Emily Broad Leib ’08, cofounder and director of Harvard Law School’s Food Law and Policy Clinic, has been named Assistant Clinical Professor of Law at HLS.

Broad Leib has worked at the Center for Health Law and Policy Innovation, of which the Food Law and Policy Clinic is a part, since 2010. She founded the Food Law and Policy Clinic in 2011, and in 2013 was appointed Deputy Director of the Center for Health Law and Policy Innovation.

“In a few short years, she has helped build the Food Law and Policy Clinic into the nation’s most innovative and influential clinic addressing complex problems surrounding the production, distribution, and safety of food and related issues of health and equity,” said Martha Minow, Dean of Harvard Law School.  “Emily’s passion, imagination, and strategic analysis have inspired students and faculty around the country.  We are so delighted she is joining Harvard Law School’s clinical faculty.”

Broad Leib is recognized as a national leader in Food Law and Policy. She teaches courses on the topic and focuses her scholarship and practice on finding solutions to today’s biggest food system issues, aiming to increase access to healthy foods, prevent diet-related disease, and reduce barriers to market entry for small-scale and sustainable food producers. She has published scholarly articles in the Wisconsin Law Review, the Harvard Law & Policy Review, and the Journal of Food Law & Policy, as well as in the Routledge International Handbook of Food Studies.

In February, Broad Leib was awarded a research grant in the inaugural year of Harvard President Drew Faust’s Climate Change Solutions Fund. Broad Leib’s project, “Reducing Food Waste as a Key to Addressing Climate Change,” was one of seven chosen from around the university to confront the challenge of climate change by leveraging the clinic’s food law and policy expertise to identify systemic solutions that can reduce food waste, which is a major driver of climate change. Broad Leib’s groundbreaking work on food waste has been covered in such media outlets as CNN, The Today Show, MSNBC, TIME Magazine, Politico, and the Washington Post.

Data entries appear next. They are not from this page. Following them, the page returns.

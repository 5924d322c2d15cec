//! Regular-expression condition over document text

use super::StringCondition;
use crate::{
    document::{HandlerDoc, ParseState},
    error::Result,
};
use regex::{Regex, RegexBuilder};

/// Matches documents whose text contains a pattern
///
/// Each section is searched independently, so a match spanning two sections
/// is only found when the reader's boundary detection keeps it within one.
/// Paragraph and sentence breaks are preferred, which keeps phrases intact in
/// practice.
#[derive(Debug, Clone)]
pub struct TextCondition {
    pattern: Regex,
}

impl TextCondition {
    /// Match the regular expression `pattern`
    pub fn new(pattern: &str) -> Result<Self> {
        Self::build(pattern, false, false)
    }

    /// Match `text` literally
    pub fn literal(text: &str) -> Result<Self> {
        Self::build(text, true, false)
    }

    /// Match the regular expression `pattern`, ignoring case
    pub fn ignore_case(pattern: &str) -> Result<Self> {
        Self::build(pattern, false, true)
    }

    /// Match `pattern`, either as a regular expression or as literal text
    pub fn build(pattern: &str, literal: bool, ignore_case: bool) -> Result<Self> {
        let source = if literal {
            regex::escape(pattern)
        } else {
            pattern.to_string()
        };
        let pattern = RegexBuilder::new(&source)
            .case_insensitive(ignore_case)
            .build()?;
        Ok(Self { pattern })
    }

    /// Whether `text` contains the pattern
    pub fn is_match(&self, text: &str) -> bool {
        self.pattern.is_match(text)
    }

    /// Source of the compiled pattern
    pub fn as_str(&self) -> &str {
        self.pattern.as_str()
    }
}

impl StringCondition for TextCondition {
    fn test_section(
        &self,
        _doc: &mut HandlerDoc,
        section: &str,
        _parse_state: ParseState,
        _section_index: usize,
    ) -> Result<bool> {
        Ok(self.is_match(section))
    }
}

#[cfg(test)]
mod tests {
    use super::*;
    use crate::condition::{DocumentCondition, Sectioned};
    use crate::config::EvaluatorConfig;
    use crate::error::EvalError;
    use std::io::Cursor;

    fn test_text(condition: TextCondition, max: usize, text: &str) -> bool {
        let condition = Sectioned::with_config(condition, EvaluatorConfig::new(max)).unwrap();
        let mut doc = HandlerDoc::new("test");
        let mut content = Cursor::new(text.to_string());
        condition
            .test_document(&mut doc, Some(&mut content), ParseState::Post)
            .unwrap()
    }

    #[test]
    fn test_regex_match() {
        let condition = TextCondition::new(r"\bw[aeiou]rld\b").unwrap();
        assert!(test_text(condition, 100, "hello world"));
    }

    #[test]
    fn test_literal_escapes_metacharacters() {
        let condition = TextCondition::literal("a+b").unwrap();
        assert!(condition.is_match("x a+b y"));
        assert!(!condition.is_match("aab"));
    }

    #[test]
    fn test_literal_ignoring_case() {
        let condition = TextCondition::build("C++", true, true).unwrap();
        assert!(condition.is_match("written in c++ mostly"));
    }

    #[test]
    fn test_ignore_case() {
        let condition = TextCondition::ignore_case("WORLD").unwrap();
        assert!(condition.is_match("hello world"));
        assert!(!TextCondition::new("WORLD").unwrap().is_match("hello world"));
    }

    #[test]
    fn test_match_in_late_section() {
        let text = "Nothing here.\n\nStill nothing.\n\nThe needle is here.";
        let condition = TextCondition::literal("needle").unwrap();
        assert!(test_text(condition, 20, text));
    }

    #[test]
    fn test_no_match_across_document() {
        let condition = TextCondition::literal("absent").unwrap();
        assert!(!test_text(condition, 8, "some words without it"));
    }

    #[test]
    fn test_empty_content_only_matches_empty_pattern() {
        assert!(!test_text(TextCondition::literal("x").unwrap(), 10, ""));
        assert!(test_text(TextCondition::new("^$").unwrap(), 10, ""));
    }

    #[test]
    fn test_invalid_pattern() {
        let result = TextCondition::new("(unclosed");
        assert!(matches!(result, Err(EvalError::InvalidPattern(_))));
    }
}
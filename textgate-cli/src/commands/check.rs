//! Check command implementation

use crate::{
    config::CliConfig,
    error::CliError,
    input::{resolve_patterns, FileReader},
    output::{FileReport, JsonFormatter, OutputFormat, OutputFormatter, TextFormatter},
    progress::ProgressReporter,
};
use anyhow::{Context, Result};
use clap::Args;
use rayon::prelude::*;
use std::fs::File;
use std::io::{self, Write};
use std::path::{Path, PathBuf};
use textgate_core::{EvaluatorConfig, SectionedEvaluator, TextCondition};

/// Arguments for the check command
#[derive(Debug, Args)]
pub struct CheckArgs {
    /// Input files or patterns (supports glob)
    #[arg(short, long, value_name = "FILE/PATTERN", required = true)]
    pub input: Vec<String>,

    /// Regular expression to search for (overrides the config file)
    #[arg(short = 'e', long, value_name = "REGEX")]
    pub pattern: Option<String>,

    /// Treat the pattern as literal text
    #[arg(short = 'F', long)]
    pub literal: bool,

    /// Ignore case when matching
    #[arg(short = 'I', long)]
    pub ignore_case: bool,

    /// Maximum characters held in memory per section
    #[arg(short = 's', long, value_name = "CHARS")]
    pub max_section_size: Option<usize>,

    /// Output file (default: stdout)
    #[arg(short, long, value_name = "FILE")]
    pub output: Option<PathBuf>,

    /// Output format
    #[arg(short, long, value_enum)]
    pub format: Option<OutputFormat>,

    /// Check files in parallel
    #[arg(short, long)]
    pub parallel: bool,

    /// Configuration file
    #[arg(short, long, value_name = "FILE")]
    pub config: Option<PathBuf>,

    /// Suppress progress and log output
    #[arg(short, long)]
    pub quiet: bool,

    /// Increase verbosity
    #[arg(short, long, action = clap::ArgAction::Count)]
    pub verbose: u8,
}

/// Settings after merging flags over the config file
#[derive(Debug)]
struct Settings {
    condition: TextCondition,
    evaluation: EvaluatorConfig,
    format: OutputFormat,
    pretty_json: bool,
}

impl CheckArgs {
    /// Execute the check command, returning whether any file matched
    pub fn execute(&self) -> Result<bool> {
        self.init_logging();

        log::info!("Starting content check");
        log::debug!("Arguments: {:?}", self);

        let settings = self.settings()?;
        let evaluator = SectionedEvaluator::with_config(settings.evaluation)
            .map_err(CliError::from)?;
        let files = resolve_patterns(&self.input)?;
        log::info!(
            "Checking {} file(s) for /{}/ in sections of {} chars",
            files.len(),
            settings.condition.as_str(),
            settings.evaluation.max_section_size
        );

        let mut progress = ProgressReporter::new(self.quiet);
        progress.init_files(files.len() as u64);

        let check = |path: &PathBuf| {
            let report = check_file(&evaluator, &settings.condition, path);
            progress.file_completed(&path.display().to_string());
            report
        };
        let reports = if self.parallel {
            files.par_iter().map(check).collect::<Result<Vec<_>>>()?
        } else {
            files.iter().map(check).collect::<Result<Vec<_>>>()?
        };
        progress.finish();

        let writer: Box<dyn Write> = match &self.output {
            Some(path) => Box::new(
                File::create(path)
                    .with_context(|| format!("Failed to create output file: {}", path.display()))?,
            ),
            None => Box::new(io::stdout().lock()),
        };
        let mut formatter: Box<dyn OutputFormatter> = match settings.format {
            OutputFormat::Text => Box::new(TextFormatter::new(writer)),
            OutputFormat::Json => Box::new(JsonFormatter::new(writer, settings.pretty_json)),
        };
        for report in &reports {
            formatter.format_report(report)?;
        }
        formatter.finish()?;

        let matched = reports.iter().filter(|r| r.matched).count();
        log::info!("{} of {} file(s) matched", matched, reports.len());
        Ok(matched > 0)
    }

    /// Merge command-line flags over the config file and defaults
    fn settings(&self) -> Result<Settings> {
        let config = match &self.config {
            Some(path) => CliConfig::from_file(path)?,
            None => CliConfig::default(),
        };

        let pattern = self
            .pattern
            .clone()
            .or(config.condition.pattern)
            .ok_or_else(|| {
                CliError::ConfigError(
                    "no pattern given; pass --pattern or set [condition] pattern".into(),
                )
            })?;
        let literal = self.literal || config.condition.literal;
        let ignore_case = self.ignore_case || config.condition.ignore_case;
        let condition =
            TextCondition::build(&pattern, literal, ignore_case).map_err(CliError::from)?;

        let mut evaluation = config.evaluation;
        if let Some(size) = self.max_section_size {
            evaluation.max_section_size = size;
        }

        Ok(Settings {
            condition,
            evaluation,
            format: self.format.unwrap_or(config.output.default_format),
            pretty_json: config.output.pretty_json,
        })
    }

    /// Initialize logging based on verbosity level
    fn init_logging(&self) {
        if self.quiet {
            return;
        }

        let log_level = match self.verbose {
            0 => "warn",
            1 => "info",
            2 => "debug",
            _ => "trace",
        };

        // A logger may already be installed when running in-process (tests)
        let env = env_logger::Env::default().default_filter_or(log_level);
        let _ = env_logger::Builder::from_env(env).try_init();
    }
}

/// Check one file, streaming its content through the evaluator
pub fn check_file(
    evaluator: &SectionedEvaluator,
    condition: &TextCondition,
    path: &Path,
) -> Result<FileReport> {
    let bytes = FileReader::file_size(path)?;
    let file = FileReader::open(path)?;

    let mut sections_tested = 0;
    let mut matched_section = None;
    let matched = evaluator
        .evaluate(file, |section, index| {
            sections_tested = index + 1;
            let hit = condition.is_match(section);
            if hit {
                matched_section = Some(index);
            }
            Ok(hit)
        })
        .map_err(CliError::from)
        .with_context(|| format!("Failed to check {}", path.display()))?;

    log::debug!(
        "{}: matched={} after {} section(s)",
        path.display(),
        matched,
        sections_tested
    );

    Ok(FileReport {
        path: path.display().to_string(),
        matched,
        matched_section,
        sections_tested,
        bytes,
    })
}

#[cfg(test)]
mod tests {
    use super::*;
    use std::fs;
    use tempfile::TempDir;

    fn args(input: Vec<String>) -> CheckArgs {
        CheckArgs {
            input,
            pattern: None,
            literal: false,
            ignore_case: false,
            max_section_size: None,
            output: None,
            format: None,
            parallel: false,
            config: None,
            quiet: true,
            verbose: 0,
        }
    }

    #[test]
    fn test_check_file_reports_matching_section() {
        let dir = TempDir::new().unwrap();
        let path = dir.path().join("doc.txt");
        fs::write(&path, "Intro text.\n\nMore text.\n\nThe secret is here.").unwrap();

        let evaluator = SectionedEvaluator::with_config(EvaluatorConfig::new(16)).unwrap();
        let condition = TextCondition::new("secret").unwrap();
        let report = check_file(&evaluator, &condition, &path).unwrap();

        assert!(report.matched);
        assert_eq!(report.matched_section, Some(report.sections_tested - 1));
        assert!(report.sections_tested > 1);
    }

    #[test]
    fn test_check_empty_file() {
        let dir = TempDir::new().unwrap();
        let path = dir.path().join("empty.txt");
        fs::write(&path, "").unwrap();

        let evaluator = SectionedEvaluator::new();
        let condition = TextCondition::new("anything").unwrap();
        let report = check_file(&evaluator, &condition, &path).unwrap();

        assert!(!report.matched);
        assert_eq!(report.sections_tested, 1);
        assert_eq!(report.bytes, 0);
    }

    #[test]
    fn test_check_invalid_utf8_fails() {
        let dir = TempDir::new().unwrap();
        let path = dir.path().join("binary.bin");
        fs::write(&path, [0xff, 0xfe, 0x00]).unwrap();

        let evaluator = SectionedEvaluator::new();
        let condition = TextCondition::new("x").unwrap();
        let err = check_file(&evaluator, &condition, &path).unwrap_err();

        assert!(err.to_string().contains("Failed to check"));
    }

    #[test]
    fn test_flags_override_config_file() {
        let dir = TempDir::new().unwrap();
        let config_path = dir.path().join("textgate.toml");
        fs::write(
            &config_path,
            "[evaluation]\nmax_section_size = 100\n\n[condition]\npattern = \"from-config\"\n",
        )
        .unwrap();

        let mut check = args(vec!["unused".into()]);
        check.config = Some(config_path);
        check.max_section_size = Some(7);
        let settings = check.settings().unwrap();
        assert_eq!(settings.condition.as_str(), "from-config");
        assert_eq!(settings.evaluation.max_section_size, 7);

        check.pattern = Some("from-flag".into());
        assert_eq!(check.settings().unwrap().condition.as_str(), "from-flag");
    }

    #[test]
    fn test_literal_flag_escapes_pattern() {
        let mut check = args(vec!["unused".into()]);
        check.pattern = Some("a.b".into());
        check.literal = true;

        let settings = check.settings().unwrap();
        assert!(settings.condition.is_match("xa.by"));
        assert!(!settings.condition.is_match("axb"));
    }

    #[test]
    fn test_missing_pattern_is_config_error() {
        let err = args(vec!["unused".into()]).settings().unwrap_err();
        assert!(err.to_string().starts_with("Configuration error"));
    }

    #[test]
    fn test_execute_writes_json_report() {
        let dir = TempDir::new().unwrap();
        fs::write(dir.path().join("a.txt"), "alpha beta").unwrap();
        fs::write(dir.path().join("b.txt"), "gamma delta").unwrap();
        let output = dir.path().join("out.json");

        let mut check = args(vec![format!("{}/*.txt", dir.path().display())]);
        check.pattern = Some("beta".into());
        check.format = Some(OutputFormat::Json);
        check.output = Some(output.clone());
        check.parallel = true;

        assert!(check.execute().unwrap());

        let reports: Vec<FileReport> =
            serde_json::from_str(&fs::read_to_string(&output).unwrap()).unwrap();
        assert_eq!(reports.len(), 2);
        assert!(reports[0].matched);
        assert!(!reports[1].matched);
    }
}
//! Configuration types for the evaluator

use crate::error::{EvalError, Result};
use serde::{Deserialize, Serialize};

/// Default configuration constants
pub mod defaults {
    /// Default maximum section size in characters, matching
    /// [`crate::reader::DEFAULT_MAX_READ_SIZE`]
    pub const MAX_SECTION_SIZE: usize = crate::reader::DEFAULT_MAX_READ_SIZE;
}

/// Evaluator configuration
#[derive(Debug, Clone, Copy, PartialEq, Eq, Serialize, Deserialize)]
#[serde(default)]
pub struct EvaluatorConfig {
    /// Maximum number of characters held in one section
    pub max_section_size: usize,
}

impl Default for EvaluatorConfig {
    fn default() -> Self {
        Self {
            max_section_size: defaults::MAX_SECTION_SIZE,
        }
    }
}

impl EvaluatorConfig {
    /// Create a configuration with the given maximum section size
    pub fn new(max_section_size: usize) -> Self {
        Self { max_section_size }
    }

    /// Create a configuration builder
    pub fn builder() -> EvaluatorConfigBuilder {
        EvaluatorConfigBuilder::default()
    }

    /// Validate the configuration
    pub fn validate(&self) -> Result<()> {
        if self.max_section_size == 0 {
            return Err(EvalError::ConfigError(
                "max_section_size must be greater than 0".into(),
            ));
        }
        Ok(())
    }
}

/// Fluent builder for [`EvaluatorConfig`]
#[derive(Debug, Default)]
pub struct EvaluatorConfigBuilder {
    max_section_size: Option<usize>,
}

impl EvaluatorConfigBuilder {
    /// Create a new configuration builder
    pub fn new() -> Self {
        Self::default()
    }

    /// Set the maximum section size in characters
    pub fn max_section_size(mut self, chars: usize) -> Self {
        self.max_section_size = Some(chars);
        self
    }

    /// Build and validate the configuration
    pub fn build(self) -> Result<EvaluatorConfig> {
        let mut config = EvaluatorConfig::default();

        if let Some(size) = self.max_section_size {
            config.max_section_size = size;
        }

        config.validate()?;
        Ok(config)
    }
}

“I am filled with gratitude and enthusiasm about joining the Harvard Law School faculty. It has been an honor to work at such a supportive institution and help foster Harvard Law School’s emergence as a leader in the field of food law and policy,” Broad Leib said. “I am grateful for the opportunity to continue to grow this burgeoning field and to work with such innovative, passionate, and committed students and faculty to forge a more just, healthy, and sustainable food system.”

Prior to joining the Center, Broad Leib spent two years in Clarksdale, Mississippi, as the Joint Harvard Law School/Mississippi State University Delta Fellow. There, she directed the Delta Directions Consortium, a group of university and foundation leaders who collaborate to improve public health and foster economic development in the Delta region. In that role, she worked with community members and outside partners, and with support from more than 60 HLS students, to design and implement programmatic and policy interventions on a range of critical health and economic issues in the region. Broad Leib received her J.D. from Harvard Law School, cum laude, and her B.A. from Columbia University.